WHAT YOU WILL DO.
Search the records for the word "enum" and copy each line in which it appears.

SUPPLIED MATERIAL.
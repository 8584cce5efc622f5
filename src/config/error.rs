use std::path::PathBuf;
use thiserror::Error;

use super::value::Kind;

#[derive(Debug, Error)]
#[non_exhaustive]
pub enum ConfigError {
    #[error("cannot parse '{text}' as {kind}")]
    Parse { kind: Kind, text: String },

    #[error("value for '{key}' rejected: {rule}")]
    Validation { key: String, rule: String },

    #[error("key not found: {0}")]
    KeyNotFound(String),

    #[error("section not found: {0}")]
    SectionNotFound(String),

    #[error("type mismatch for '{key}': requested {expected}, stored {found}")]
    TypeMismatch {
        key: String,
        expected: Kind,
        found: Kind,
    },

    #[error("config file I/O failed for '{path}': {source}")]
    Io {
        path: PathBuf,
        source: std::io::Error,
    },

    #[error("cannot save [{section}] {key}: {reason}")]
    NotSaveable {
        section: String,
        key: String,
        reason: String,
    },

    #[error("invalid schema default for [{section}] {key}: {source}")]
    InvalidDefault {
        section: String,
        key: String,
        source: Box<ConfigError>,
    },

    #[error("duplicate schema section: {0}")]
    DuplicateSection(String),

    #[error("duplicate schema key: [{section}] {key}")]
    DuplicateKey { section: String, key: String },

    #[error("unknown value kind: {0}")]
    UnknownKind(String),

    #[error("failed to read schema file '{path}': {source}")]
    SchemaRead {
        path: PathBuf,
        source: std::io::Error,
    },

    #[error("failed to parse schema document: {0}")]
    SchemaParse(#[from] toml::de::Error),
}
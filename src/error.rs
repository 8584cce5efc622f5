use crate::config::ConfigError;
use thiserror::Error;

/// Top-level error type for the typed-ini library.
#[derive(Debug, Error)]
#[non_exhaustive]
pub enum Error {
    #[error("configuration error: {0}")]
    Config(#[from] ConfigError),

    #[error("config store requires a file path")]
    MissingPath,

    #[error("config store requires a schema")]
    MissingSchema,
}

--

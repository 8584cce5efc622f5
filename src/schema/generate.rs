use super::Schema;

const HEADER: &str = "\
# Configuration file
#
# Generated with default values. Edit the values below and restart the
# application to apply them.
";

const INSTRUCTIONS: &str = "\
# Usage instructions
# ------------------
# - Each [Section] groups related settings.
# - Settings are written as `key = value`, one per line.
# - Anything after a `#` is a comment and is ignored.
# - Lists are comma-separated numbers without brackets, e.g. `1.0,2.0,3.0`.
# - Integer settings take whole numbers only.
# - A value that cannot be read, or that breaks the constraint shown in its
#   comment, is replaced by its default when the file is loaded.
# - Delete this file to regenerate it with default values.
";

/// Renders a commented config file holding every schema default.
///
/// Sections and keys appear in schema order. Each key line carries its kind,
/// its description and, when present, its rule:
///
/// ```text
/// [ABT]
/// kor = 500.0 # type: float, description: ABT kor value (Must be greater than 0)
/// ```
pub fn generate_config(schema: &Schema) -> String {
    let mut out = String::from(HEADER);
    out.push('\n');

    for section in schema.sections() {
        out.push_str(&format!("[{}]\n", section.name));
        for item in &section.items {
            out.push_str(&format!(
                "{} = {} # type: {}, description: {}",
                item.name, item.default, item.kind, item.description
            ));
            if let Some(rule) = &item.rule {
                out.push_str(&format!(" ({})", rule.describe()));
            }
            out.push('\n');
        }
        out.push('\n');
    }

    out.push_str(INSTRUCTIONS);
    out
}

WRITTEN ANSWER.
pub enum ConfigError {
pub enum Error {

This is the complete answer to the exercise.